== What is expected ==
Scan the data. Collect each line that contains the word "only".

BEGIN Information

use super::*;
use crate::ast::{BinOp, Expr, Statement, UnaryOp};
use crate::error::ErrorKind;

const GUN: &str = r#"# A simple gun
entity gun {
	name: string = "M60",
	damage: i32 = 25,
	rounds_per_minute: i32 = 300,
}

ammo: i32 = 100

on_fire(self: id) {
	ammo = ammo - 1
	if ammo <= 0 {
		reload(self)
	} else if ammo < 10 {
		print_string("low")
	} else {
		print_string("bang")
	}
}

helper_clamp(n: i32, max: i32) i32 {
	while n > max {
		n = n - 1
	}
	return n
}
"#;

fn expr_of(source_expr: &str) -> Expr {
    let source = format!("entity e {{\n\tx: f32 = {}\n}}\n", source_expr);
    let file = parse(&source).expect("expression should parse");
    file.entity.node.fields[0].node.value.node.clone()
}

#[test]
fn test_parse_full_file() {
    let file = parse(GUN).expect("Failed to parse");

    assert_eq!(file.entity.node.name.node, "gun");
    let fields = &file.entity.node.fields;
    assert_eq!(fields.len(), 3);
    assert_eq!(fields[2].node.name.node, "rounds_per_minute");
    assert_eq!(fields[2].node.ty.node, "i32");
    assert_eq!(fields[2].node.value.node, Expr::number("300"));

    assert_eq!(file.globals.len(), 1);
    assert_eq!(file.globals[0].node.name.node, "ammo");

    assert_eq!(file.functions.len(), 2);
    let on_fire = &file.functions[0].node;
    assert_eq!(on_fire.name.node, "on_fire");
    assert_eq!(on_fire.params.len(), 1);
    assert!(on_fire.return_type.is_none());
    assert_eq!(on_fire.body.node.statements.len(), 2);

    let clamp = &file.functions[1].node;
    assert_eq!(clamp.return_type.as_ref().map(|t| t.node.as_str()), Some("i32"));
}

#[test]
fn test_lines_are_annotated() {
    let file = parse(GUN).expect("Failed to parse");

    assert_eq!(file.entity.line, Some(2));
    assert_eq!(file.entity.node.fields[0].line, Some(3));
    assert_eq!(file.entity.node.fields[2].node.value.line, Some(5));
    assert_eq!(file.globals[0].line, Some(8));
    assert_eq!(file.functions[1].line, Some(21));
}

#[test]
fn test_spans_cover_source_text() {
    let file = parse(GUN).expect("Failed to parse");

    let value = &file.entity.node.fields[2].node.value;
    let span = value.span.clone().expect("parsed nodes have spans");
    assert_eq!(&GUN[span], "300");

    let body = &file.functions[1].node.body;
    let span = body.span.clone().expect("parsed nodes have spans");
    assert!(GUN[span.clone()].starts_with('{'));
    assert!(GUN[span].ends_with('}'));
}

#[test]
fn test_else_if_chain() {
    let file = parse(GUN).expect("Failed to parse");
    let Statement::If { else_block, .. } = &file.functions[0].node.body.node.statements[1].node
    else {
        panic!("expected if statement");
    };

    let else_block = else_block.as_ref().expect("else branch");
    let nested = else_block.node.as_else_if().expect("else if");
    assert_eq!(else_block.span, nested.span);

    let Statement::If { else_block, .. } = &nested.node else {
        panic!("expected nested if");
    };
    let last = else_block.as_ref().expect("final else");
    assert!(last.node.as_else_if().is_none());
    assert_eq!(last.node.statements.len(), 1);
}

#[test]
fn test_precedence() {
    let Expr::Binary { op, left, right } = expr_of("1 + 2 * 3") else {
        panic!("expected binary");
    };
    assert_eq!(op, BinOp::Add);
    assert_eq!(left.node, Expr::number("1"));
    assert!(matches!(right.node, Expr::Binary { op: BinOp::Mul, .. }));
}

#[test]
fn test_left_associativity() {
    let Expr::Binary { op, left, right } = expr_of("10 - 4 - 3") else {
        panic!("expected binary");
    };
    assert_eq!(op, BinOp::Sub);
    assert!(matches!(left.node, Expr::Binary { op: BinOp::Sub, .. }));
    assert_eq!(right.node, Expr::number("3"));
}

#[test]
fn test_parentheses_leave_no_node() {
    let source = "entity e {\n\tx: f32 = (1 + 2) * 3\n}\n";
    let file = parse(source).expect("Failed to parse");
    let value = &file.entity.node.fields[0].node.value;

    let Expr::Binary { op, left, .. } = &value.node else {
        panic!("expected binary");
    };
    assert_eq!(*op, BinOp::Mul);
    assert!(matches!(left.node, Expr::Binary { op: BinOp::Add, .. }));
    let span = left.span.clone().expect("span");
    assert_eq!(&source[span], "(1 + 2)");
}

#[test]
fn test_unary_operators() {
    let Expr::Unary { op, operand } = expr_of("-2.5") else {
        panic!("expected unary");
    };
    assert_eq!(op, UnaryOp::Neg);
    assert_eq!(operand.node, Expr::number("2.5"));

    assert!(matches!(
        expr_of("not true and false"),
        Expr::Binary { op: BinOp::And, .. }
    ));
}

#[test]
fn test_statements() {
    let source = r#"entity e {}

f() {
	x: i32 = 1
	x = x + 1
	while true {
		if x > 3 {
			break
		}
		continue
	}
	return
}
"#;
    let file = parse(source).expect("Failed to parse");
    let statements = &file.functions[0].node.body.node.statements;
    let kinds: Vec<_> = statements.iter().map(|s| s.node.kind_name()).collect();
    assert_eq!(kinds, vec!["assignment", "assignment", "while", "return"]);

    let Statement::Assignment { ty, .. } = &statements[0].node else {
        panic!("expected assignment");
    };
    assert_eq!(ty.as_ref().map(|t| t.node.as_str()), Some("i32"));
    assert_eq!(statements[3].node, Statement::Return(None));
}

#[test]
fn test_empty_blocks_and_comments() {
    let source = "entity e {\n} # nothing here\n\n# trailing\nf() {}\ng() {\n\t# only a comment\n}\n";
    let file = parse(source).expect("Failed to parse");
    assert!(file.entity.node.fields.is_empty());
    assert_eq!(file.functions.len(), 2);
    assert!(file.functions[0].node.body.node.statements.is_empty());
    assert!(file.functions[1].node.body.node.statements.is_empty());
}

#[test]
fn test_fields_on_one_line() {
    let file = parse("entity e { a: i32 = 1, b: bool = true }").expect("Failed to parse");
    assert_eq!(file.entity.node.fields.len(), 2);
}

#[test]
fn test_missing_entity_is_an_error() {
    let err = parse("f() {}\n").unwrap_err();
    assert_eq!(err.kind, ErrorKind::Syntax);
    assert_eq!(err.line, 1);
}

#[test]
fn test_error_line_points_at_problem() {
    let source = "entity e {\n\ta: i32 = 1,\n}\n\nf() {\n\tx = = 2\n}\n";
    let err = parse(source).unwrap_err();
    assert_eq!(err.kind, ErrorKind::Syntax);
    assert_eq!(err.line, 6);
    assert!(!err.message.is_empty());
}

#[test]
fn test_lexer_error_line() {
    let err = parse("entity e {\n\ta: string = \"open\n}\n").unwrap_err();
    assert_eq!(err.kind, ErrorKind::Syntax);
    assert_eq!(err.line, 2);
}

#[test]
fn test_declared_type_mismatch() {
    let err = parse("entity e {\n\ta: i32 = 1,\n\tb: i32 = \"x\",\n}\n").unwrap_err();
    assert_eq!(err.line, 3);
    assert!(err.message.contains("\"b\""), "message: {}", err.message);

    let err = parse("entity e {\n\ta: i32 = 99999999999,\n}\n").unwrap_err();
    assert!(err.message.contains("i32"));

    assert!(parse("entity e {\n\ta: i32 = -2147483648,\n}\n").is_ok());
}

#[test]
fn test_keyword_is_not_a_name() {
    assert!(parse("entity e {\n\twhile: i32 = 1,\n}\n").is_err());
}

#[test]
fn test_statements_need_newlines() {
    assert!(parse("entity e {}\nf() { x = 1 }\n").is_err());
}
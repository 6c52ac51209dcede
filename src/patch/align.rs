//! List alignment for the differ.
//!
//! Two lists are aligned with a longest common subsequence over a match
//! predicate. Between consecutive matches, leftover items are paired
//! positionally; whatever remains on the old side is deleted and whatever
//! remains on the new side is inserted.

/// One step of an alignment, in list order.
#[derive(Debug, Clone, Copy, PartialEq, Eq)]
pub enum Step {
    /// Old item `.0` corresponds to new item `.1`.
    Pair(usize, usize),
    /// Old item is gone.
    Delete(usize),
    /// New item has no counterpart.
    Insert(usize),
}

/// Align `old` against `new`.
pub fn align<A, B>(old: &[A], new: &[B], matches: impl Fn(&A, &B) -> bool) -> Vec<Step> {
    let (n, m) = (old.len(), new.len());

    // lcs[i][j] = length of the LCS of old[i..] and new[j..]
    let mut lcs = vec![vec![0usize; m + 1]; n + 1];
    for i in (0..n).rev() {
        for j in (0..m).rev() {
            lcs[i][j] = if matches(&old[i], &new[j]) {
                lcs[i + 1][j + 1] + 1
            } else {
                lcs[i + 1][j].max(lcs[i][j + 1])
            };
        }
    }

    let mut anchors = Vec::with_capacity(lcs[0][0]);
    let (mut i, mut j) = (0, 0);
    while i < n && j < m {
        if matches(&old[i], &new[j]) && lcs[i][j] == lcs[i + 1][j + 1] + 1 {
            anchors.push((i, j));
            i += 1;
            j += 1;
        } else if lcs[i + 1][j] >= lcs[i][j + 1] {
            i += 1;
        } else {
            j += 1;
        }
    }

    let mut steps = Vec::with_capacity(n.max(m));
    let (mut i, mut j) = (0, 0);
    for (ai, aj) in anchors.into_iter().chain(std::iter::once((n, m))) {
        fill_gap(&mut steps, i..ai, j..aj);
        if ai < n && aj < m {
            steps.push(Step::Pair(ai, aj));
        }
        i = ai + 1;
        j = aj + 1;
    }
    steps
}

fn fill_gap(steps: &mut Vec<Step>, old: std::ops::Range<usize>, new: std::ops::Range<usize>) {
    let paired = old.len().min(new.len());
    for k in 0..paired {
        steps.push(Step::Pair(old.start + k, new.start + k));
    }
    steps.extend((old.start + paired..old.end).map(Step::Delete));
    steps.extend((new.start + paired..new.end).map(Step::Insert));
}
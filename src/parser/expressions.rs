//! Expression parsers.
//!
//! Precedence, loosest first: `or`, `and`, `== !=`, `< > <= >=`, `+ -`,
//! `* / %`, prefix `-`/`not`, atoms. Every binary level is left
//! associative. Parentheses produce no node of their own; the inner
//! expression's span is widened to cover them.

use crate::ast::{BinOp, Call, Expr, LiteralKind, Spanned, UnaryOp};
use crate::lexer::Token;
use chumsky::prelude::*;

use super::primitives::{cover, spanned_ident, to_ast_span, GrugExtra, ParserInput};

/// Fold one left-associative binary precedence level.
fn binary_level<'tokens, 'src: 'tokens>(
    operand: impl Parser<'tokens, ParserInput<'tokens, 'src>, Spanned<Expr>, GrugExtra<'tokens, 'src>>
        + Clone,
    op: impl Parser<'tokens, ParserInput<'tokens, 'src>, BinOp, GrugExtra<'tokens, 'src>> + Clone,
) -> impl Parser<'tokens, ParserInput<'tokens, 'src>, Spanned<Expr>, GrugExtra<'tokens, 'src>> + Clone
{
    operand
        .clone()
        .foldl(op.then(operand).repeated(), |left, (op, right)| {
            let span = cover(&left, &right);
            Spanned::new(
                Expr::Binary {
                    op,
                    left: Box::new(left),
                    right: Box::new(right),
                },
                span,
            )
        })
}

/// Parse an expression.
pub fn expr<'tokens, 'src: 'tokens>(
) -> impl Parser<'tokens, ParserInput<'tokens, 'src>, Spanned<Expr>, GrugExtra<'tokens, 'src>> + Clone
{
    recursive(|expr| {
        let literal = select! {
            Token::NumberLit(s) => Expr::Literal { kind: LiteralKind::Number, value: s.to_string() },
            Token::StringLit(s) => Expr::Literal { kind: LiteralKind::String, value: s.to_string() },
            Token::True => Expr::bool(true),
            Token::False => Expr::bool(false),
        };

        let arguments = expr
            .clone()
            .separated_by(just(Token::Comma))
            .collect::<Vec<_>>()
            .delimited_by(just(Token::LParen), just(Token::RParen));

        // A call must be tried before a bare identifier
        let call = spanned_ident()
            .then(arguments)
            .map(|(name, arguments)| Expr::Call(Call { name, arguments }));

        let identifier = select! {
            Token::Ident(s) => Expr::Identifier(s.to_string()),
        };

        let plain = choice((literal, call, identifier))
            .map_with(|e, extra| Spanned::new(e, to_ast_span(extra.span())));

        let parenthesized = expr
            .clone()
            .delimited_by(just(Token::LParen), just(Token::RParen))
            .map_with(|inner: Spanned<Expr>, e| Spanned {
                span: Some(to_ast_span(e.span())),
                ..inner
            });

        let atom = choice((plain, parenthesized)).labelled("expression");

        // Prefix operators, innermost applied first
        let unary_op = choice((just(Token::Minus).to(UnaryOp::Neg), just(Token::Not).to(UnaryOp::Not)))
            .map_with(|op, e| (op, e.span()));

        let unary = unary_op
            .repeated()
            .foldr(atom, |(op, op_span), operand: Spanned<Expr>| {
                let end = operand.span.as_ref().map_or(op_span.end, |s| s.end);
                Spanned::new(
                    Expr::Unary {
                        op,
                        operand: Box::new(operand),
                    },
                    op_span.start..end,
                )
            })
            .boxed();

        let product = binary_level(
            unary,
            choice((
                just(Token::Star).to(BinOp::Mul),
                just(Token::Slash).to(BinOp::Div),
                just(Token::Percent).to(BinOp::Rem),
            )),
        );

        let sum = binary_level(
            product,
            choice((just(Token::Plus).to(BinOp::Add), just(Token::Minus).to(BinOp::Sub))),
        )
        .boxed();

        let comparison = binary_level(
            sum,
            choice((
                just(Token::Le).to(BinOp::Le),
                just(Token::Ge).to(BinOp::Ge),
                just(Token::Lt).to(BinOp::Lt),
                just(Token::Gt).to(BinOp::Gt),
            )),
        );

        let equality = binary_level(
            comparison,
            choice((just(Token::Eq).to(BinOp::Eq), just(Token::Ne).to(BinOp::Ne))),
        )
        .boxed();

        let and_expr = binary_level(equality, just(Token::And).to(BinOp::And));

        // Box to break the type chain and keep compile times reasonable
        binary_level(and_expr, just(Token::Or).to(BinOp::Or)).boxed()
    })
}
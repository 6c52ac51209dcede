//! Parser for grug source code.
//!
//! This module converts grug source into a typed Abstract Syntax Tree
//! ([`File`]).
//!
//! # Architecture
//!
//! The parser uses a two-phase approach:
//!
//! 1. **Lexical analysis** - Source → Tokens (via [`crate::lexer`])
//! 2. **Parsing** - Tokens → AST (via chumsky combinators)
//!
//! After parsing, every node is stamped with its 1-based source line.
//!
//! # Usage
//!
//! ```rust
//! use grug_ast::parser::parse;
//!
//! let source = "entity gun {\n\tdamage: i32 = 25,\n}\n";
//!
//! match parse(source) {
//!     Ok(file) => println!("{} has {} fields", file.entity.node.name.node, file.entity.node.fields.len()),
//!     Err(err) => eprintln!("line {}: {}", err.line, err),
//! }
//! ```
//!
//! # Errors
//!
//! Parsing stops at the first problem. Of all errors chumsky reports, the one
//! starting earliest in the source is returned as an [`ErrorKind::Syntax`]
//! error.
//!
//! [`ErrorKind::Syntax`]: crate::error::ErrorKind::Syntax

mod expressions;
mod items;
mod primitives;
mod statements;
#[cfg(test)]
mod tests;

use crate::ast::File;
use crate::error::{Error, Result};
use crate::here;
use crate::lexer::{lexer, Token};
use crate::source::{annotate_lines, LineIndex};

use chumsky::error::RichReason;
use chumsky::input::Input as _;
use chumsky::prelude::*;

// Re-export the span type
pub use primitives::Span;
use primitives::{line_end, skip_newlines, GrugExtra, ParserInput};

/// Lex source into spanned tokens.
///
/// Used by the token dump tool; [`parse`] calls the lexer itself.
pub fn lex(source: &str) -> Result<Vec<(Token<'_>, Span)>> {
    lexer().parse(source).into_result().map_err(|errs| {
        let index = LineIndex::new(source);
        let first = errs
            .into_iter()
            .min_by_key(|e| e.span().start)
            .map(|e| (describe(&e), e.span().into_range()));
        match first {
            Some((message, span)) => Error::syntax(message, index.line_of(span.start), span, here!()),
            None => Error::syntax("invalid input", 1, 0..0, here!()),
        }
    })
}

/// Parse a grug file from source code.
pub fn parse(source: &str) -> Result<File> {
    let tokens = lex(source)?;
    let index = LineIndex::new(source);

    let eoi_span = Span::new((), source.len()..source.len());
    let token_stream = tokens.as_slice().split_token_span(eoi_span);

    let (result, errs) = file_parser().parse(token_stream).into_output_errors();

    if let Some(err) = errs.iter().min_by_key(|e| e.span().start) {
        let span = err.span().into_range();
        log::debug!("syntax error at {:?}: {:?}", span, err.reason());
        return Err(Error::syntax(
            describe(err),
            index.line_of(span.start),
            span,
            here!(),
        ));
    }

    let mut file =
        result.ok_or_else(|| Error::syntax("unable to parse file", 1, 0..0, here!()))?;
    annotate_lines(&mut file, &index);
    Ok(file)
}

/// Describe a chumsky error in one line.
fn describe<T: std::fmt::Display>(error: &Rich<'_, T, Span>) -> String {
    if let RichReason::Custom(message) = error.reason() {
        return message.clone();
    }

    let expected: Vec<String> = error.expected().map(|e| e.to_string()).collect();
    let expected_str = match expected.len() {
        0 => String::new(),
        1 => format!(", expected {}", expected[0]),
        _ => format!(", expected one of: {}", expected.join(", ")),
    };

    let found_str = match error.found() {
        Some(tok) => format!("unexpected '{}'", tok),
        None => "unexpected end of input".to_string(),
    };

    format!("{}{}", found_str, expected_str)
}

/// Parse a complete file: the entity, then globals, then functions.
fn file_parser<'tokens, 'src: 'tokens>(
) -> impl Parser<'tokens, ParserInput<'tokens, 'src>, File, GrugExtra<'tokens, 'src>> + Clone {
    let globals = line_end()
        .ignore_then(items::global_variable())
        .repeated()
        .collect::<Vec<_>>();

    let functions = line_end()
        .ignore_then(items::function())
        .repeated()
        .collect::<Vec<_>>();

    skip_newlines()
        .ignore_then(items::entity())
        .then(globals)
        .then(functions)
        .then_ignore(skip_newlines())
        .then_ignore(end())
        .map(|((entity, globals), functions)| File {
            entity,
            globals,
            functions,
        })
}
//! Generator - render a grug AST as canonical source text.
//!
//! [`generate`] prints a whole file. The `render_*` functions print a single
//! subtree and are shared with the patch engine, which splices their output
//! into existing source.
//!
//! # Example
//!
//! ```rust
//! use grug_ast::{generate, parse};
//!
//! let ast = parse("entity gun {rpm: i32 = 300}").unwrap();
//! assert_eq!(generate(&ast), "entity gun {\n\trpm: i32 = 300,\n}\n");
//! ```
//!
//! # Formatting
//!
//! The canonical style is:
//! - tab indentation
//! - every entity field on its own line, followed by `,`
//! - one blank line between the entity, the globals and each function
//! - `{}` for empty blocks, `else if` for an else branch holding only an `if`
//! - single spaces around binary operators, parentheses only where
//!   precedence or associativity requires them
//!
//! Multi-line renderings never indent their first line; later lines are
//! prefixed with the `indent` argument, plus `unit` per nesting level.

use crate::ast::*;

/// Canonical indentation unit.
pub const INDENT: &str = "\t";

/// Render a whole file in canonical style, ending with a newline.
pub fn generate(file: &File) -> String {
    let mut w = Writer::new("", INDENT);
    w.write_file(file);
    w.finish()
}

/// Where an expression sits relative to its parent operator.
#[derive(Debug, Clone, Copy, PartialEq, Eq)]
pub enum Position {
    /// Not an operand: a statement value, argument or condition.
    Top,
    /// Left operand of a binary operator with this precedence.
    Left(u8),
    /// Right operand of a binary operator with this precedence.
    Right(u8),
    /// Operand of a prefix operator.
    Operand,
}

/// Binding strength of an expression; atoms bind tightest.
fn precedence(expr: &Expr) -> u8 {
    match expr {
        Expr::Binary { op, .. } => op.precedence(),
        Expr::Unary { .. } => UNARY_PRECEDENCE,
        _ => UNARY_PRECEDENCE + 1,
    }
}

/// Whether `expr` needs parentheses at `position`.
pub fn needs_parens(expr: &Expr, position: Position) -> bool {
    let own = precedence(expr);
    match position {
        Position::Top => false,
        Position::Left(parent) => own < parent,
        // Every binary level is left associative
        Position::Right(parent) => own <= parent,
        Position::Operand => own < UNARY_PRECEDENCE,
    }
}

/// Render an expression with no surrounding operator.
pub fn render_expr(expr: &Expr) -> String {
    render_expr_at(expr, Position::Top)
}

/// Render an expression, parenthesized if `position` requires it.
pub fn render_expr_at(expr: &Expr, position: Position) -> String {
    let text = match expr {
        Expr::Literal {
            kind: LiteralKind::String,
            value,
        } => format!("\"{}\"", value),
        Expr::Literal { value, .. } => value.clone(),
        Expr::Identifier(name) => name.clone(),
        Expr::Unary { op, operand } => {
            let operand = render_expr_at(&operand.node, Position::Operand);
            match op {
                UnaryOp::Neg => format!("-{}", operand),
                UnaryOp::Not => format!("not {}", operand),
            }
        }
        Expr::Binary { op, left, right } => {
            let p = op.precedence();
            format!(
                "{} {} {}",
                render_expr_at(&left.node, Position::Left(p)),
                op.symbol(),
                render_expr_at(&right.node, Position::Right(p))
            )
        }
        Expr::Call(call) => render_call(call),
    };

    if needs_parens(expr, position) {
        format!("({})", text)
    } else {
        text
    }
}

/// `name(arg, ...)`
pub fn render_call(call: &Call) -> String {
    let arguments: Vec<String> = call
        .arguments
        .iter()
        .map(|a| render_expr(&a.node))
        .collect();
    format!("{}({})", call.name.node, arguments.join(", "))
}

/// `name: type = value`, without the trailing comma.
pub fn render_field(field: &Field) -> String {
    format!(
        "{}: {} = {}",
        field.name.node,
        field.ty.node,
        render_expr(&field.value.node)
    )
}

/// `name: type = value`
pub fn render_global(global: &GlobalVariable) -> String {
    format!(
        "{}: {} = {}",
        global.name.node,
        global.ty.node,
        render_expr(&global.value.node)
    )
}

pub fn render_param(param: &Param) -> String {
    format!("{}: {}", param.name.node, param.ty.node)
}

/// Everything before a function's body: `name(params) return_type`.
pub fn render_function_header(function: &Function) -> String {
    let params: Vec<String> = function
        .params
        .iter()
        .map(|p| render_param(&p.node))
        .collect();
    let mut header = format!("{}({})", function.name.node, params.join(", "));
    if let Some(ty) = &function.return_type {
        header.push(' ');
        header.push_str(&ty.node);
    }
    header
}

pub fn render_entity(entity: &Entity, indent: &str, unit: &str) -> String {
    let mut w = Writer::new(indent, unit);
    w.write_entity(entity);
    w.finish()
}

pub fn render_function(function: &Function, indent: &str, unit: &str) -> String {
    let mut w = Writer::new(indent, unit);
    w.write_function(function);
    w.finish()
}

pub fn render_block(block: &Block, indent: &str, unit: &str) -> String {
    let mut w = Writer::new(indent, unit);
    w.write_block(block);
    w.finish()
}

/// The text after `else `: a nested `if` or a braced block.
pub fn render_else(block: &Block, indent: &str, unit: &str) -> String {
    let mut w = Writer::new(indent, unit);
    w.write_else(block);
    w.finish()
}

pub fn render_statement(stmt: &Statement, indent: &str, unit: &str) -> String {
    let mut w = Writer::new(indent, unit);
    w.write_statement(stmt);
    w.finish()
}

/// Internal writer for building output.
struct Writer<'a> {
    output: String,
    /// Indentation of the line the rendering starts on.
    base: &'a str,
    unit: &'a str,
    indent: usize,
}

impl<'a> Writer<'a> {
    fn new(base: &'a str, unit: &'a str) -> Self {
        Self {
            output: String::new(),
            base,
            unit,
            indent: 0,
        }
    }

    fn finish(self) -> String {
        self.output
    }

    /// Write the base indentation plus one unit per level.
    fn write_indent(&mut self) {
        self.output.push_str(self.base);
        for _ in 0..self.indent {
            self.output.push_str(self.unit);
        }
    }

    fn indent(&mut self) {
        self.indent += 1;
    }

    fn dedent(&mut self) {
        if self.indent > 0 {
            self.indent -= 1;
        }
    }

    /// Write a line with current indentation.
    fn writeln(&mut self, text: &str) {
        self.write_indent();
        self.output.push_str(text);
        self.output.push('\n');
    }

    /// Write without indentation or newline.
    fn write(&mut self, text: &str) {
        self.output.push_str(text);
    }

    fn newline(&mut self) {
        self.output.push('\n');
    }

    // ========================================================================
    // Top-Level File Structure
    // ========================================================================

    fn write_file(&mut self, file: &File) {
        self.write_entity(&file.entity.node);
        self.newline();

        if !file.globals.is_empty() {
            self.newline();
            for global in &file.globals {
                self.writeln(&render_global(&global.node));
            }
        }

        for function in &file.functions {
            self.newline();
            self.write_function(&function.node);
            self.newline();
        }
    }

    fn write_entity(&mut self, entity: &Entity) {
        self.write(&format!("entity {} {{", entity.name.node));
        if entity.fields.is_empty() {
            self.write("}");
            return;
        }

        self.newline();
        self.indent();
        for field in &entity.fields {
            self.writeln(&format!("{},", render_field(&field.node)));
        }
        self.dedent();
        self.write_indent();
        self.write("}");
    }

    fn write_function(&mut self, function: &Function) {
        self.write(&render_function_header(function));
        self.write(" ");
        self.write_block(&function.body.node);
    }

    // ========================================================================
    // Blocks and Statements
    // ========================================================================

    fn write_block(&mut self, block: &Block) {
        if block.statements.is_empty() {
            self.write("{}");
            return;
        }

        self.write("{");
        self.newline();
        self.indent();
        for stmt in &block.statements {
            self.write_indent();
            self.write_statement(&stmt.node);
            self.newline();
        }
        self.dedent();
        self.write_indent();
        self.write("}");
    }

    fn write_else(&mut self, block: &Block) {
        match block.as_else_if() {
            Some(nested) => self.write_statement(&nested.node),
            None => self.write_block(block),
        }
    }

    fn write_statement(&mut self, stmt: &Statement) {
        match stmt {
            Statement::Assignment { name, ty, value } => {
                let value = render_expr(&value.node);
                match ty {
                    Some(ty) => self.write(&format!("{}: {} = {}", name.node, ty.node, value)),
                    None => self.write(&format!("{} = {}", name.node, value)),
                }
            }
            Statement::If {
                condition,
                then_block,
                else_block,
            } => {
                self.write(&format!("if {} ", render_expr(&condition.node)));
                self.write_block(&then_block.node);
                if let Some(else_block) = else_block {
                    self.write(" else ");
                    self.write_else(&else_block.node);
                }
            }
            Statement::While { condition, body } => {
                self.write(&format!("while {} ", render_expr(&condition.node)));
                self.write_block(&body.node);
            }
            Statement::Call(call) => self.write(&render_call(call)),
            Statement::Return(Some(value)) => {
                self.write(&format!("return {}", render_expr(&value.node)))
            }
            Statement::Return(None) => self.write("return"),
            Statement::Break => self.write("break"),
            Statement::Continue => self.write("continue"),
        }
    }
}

END Information

== Solution for this problem ==
    let source = "entity e {\n} # nothing here\n\n# trailing\nf() {}\ng() {\n\t# only a comment\n}\n";
//! - `{}` for empty blocks, `else if` for an else branch holding only an `if`
//! - single spaces around binary operators, parentheses only where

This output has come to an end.